The interiors feature floor-to-ceiling natural wood walls, glass partitions and suspended panels, which, depending on the combinations, outline the different work areas. Great flexibility and transparency of the elements allows visitors and employees to enjoy breathtaking views even in the most private areas, which are delimited by opaque surfaces.
Wooden walls, which are dematerialized in vertical slats to calibrate the degree of privacy and brightness, characterize the main lines of the project.

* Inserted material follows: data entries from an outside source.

//! The indexing control plane daemon: decides what repositories to index
//! and in what order, maintains the on-disk shard set that backs the
//! searcher, and reconciles that shard set against the source of truth.

pub mod controlplane;
pub mod maintenance;
pub mod owner;
pub mod process;
pub mod queue;
pub mod server;
pub mod sync;
pub mod worker;

use shardset::journal::Journal;
use shardset::ShardDir;
use std::sync::Arc;
use std::time::Duration;

/// Server-level configuration, resolved from the CLI at startup.
#[derive(Clone, Debug)]
pub struct Config {
    pub hostname: String,
    /// Base cadence of the reconciliation loop; each tick is jittered.
    pub interval: Duration,
    pub merge_interval: Duration,
    pub vacuum_interval: Duration,
    /// Compound shards below this size are exploded by the vacuum pass.
    pub merge_min_size: u64,
    /// Fraction of available cores given to one build.
    pub cpu_fraction: f64,
    /// Per-file size limit passed to the builder.
    pub file_limit: u64,
    /// Hard deadline for one indexing job.
    pub index_timeout: Duration,
    /// Output-silence limit before quit/kill escalation.
    pub silence_timeout: Duration,
    pub git_binary: String,
    pub index_binary: String,
    pub merge_binary: String,
    /// Repository names allowed to build incrementally regardless of their
    /// per-repo flag.
    pub delta_repos: Vec<String>,
    /// Default shard-count cap above which delta builds abort to full.
    pub delta_shard_threshold: u64,
    /// Repository names granted their own metric label.
    pub separate_metrics: Vec<String>,
}

impl Default for Config {
    fn default() -> Self {
        Self {
            hostname: "localhost".to_string(),
            interval: Duration::from_secs(60),
            merge_interval: Duration::from_secs(8 * 60 * 60),
            vacuum_interval: Duration::from_secs(60 * 60),
            merge_min_size: (18 << 30) / 10,
            cpu_fraction: 1.0,
            file_limit: 2 << 20,
            index_timeout: Duration::from_secs(90 * 60),
            silence_timeout: Duration::from_secs(30 * 60),
            git_binary: "git".to_string(),
            index_binary: "zoekt-git-index".to_string(),
            merge_binary: "zoekt-merge-index".to_string(),
            delta_repos: Vec::new(),
            delta_shard_threshold: 150,
            separate_metrics: Vec::new(),
        }
    }
}

impl Config {
    /// Builder parallelism from the configured CPU fraction.
    pub fn parallelism(&self) -> usize {
        let cores = std::thread::available_parallelism()
            .map(|n| n.get())
            .unwrap_or(1);
        ((cores as f64 * self.cpu_fraction) as usize).max(1)
    }
}

/// The process context: every piece of state shared between the long-lived
/// tasks, constructed once in main and passed by Arc. There are no
/// module-level singletons.
pub struct App {
    pub cfg: Config,
    pub queue: queue::Queue,
    pub shards: ShardDir,
    pub journal: Journal,
    pub cleanup_cfg: shardset::cleanup::CleanupConfig,
    pub merge_policy: shardset::compound::MergePolicy,
    /// Serializes every mutation of the shard directory: cleanup, merge,
    /// vacuum, and the builder's publish step.
    pub dir_lock: Arc<tokio::sync::Mutex<()>>,
    pub runner: Arc<dyn process::CommandRunner>,
    /// Wakes the reconciliation loop out of its jittered sleep.
    pub sync_nudge: tokio::sync::Notify,
}

impl App {
    pub fn new(
        cfg: Config,
        shards: ShardDir,
        backoff: queue::BackoffPolicy,
        cleanup_cfg: shardset::cleanup::CleanupConfig,
        merge_policy: shardset::compound::MergePolicy,
        runner: Arc<dyn process::CommandRunner>,
    ) -> Arc<Self> {
        let journal = Journal::new(shards.shard_log());
        Arc::new(Self {
            cfg,
            queue: queue::Queue::new(backoff),
            shards,
            journal,
            cleanup_cfg,
            merge_policy,
            dir_lock: Arc::new(tokio::sync::Mutex::new(())),
            runner,
            sync_nudge: tokio::sync::Notify::new(),
        })
    }

    /// Whether this repository gets its own label on per-repo metrics.
    pub fn separate_metrics_for(&self, repo_name: &str) -> bool {
        self.cfg.separate_metrics.iter().any(|n| n == repo_name)
    }
}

These constitute the leitmotiv that accompanies the visitor through to the discovery of the Winter Garden, a multi-functional double-height environment that represents the beating heart of the project.
Depending on the point of view, the skin of the Winter Garden, composed of two rows of suspended wooden slats that do not align with each other, frame a central transparent glass partition, which, dissolves or becomes opaque, generating multiple perspectives and igniting an interesting game of lights and shadows. Similar to a light box, the environment allows the light to be directed through a system of double darkening and filtering curtains, and to diffuse the adjacent spaces with the wooden slats.
The room is completed by a bamboo suspended sculpture by Japanese artist Ueno Masao, and a table designed by Junko Kirimoto, with a Japanese lacquer finish. The space has an oriental touch and wisely measured proportions, in line with the Italian and Japanese sensibilities that animate the Alvisi Kirimoto studio.
The use of color is weighted: at times it gives serenity, at others it draws space or defines a function. Colors range from the bright orange of the playroom ceiling and the suspended panels in the offices, to the intense red of the panels in contrast with the gray walls of the restaurant area, from the soothing rust of Japanese wallpaper at the entrance, to the regenerating white of the open workstation space.